//! Document outline (bookmarks) → flat `(level, title, page)` list.

use std::collections::{HashMap, HashSet};

use lopdf::{Dictionary, Document, Object, ObjectId};
use tracing::debug;

use super::PdfTocEntry;
use super::object::{as_dict, get, resolve, text_of};

/// Walk the outline tree pre-order. Entries whose destination cannot be
/// mapped to a page of this document are left out.
pub(super) fn read_outline(doc: &Document, page_numbers: &HashMap<ObjectId, u32>) -> Vec<PdfTocEntry> {
    let mut out = Vec::new();
    let Ok(catalog) = doc.catalog() else {
        return out;
    };
    let Some(outlines) = get(doc, catalog, b"Outlines").and_then(as_dict) else {
        return out;
    };

    let mut seen = HashSet::new();
    walk(doc, catalog, first_child(outlines), 1, page_numbers, &mut seen, &mut out);
    out
}

fn first_child(dict: &Dictionary) -> Option<ObjectId> {
    match dict.get(b"First") {
        Ok(Object::Reference(id)) => Some(*id),
        _ => None,
    }
}

fn walk(
    doc: &Document,
    catalog: &Dictionary,
    first: Option<ObjectId>,
    level: u32,
    page_numbers: &HashMap<ObjectId, u32>,
    seen: &mut HashSet<ObjectId>,
    out: &mut Vec<PdfTocEntry>,
) {
    let mut cursor = first;
    while let Some(id) = cursor {
        if !seen.insert(id) {
            break;
        }
        let Ok(item) = doc.get_dictionary(id) else {
            break;
        };

        let title = get(doc, item, b"Title")
            .and_then(text_of)
            .map(|t| t.trim().to_string())
            .unwrap_or_default();

        match item_page(doc, catalog, item, page_numbers) {
            Some(page) => out.push(PdfTocEntry { level, title, page }),
            None => debug!(%title, "outline entry has no resolvable page"),
        }

        walk(doc, catalog, first_child(item), level + 1, page_numbers, seen, out);

        cursor = match item.get(b"Next") {
            Ok(Object::Reference(next)) => Some(*next),
            _ => None,
        };
    }
}

/// Page of an outline item, from `/Dest` or a `/GoTo` action's `/D`.
fn item_page(
    doc: &Document,
    catalog: &Dictionary,
    item: &Dictionary,
    page_numbers: &HashMap<ObjectId, u32>,
) -> Option<u32> {
    let dest = match get(doc, item, b"Dest") {
        Some(dest) => dest,
        None => {
            let action = get(doc, item, b"A").and_then(as_dict)?;
            get(doc, action, b"D")?
        }
    };
    dest_page(doc, catalog, dest, page_numbers, 0)
}

fn dest_page(
    doc: &Document,
    catalog: &Dictionary,
    dest: &Object,
    page_numbers: &HashMap<ObjectId, u32>,
    depth: u8,
) -> Option<u32> {
    if depth > 4 {
        return None;
    }
    match resolve(doc, dest) {
        Object::Array(items) => match items.first()? {
            Object::Reference(page_id) => page_numbers.get(page_id).copied(),
            Object::Integer(index) => u32::try_from(*index).ok().map(|i| i + 1),
            _ => None,
        },
        Object::Dictionary(dict) => {
            let inner = get(doc, dict, b"D")?;
            dest_page(doc, catalog, inner, page_numbers, depth + 1)
        }
        Object::Name(name) => {
            let dests = get(doc, catalog, b"Dests").and_then(as_dict)?;
            let target = get(doc, dests, name)?;
            dest_page(doc, catalog, target, page_numbers, depth + 1)
        }
        Object::String(key, _) => {
            let names = get(doc, catalog, b"Names").and_then(as_dict)?;
            let tree = get(doc, names, b"Dests").and_then(as_dict)?;
            let target = name_tree_lookup(doc, tree, key, 0)?;
            dest_page(doc, catalog, target, page_numbers, depth + 1)
        }
        _ => None,
    }
}

/// Look `key` up in a name tree (`/Names` leaf pairs, `/Kids` interior nodes).
fn name_tree_lookup<'a>(doc: &'a Document, node: &'a Dictionary, key: &[u8], depth: u8) -> Option<&'a Object> {
    if depth > 16 {
        return None;
    }
    if let Some(Object::Array(pairs)) = get(doc, node, b"Names") {
        for pair in pairs.chunks_exact(2) {
            if let Object::String(name, _) = resolve(doc, &pair[0]) {
                if name.as_slice() == key {
                    return Some(resolve(doc, &pair[1]));
                }
            }
        }
    }
    if let Some(Object::Array(kids)) = get(doc, node, b"Kids") {
        for kid in kids {
            if let Some(kid) = as_dict(resolve(doc, kid)) {
                if let Some(found) = name_tree_lookup(doc, kid, key, depth + 1) {
                    return Some(found);
                }
            }
        }
    }
    None
}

_____

AIM OF THE EXERCISE: For each line of the entries that includes "else", show that line.

RESPONSE BOX:
    let Ok(catalog) = doc.catalog() else {
    let Some(outlines) = get(doc, catalog, b"Outlines").and_then(as_dict) else {
        let Ok(item) = doc.get_dictionary(id) else {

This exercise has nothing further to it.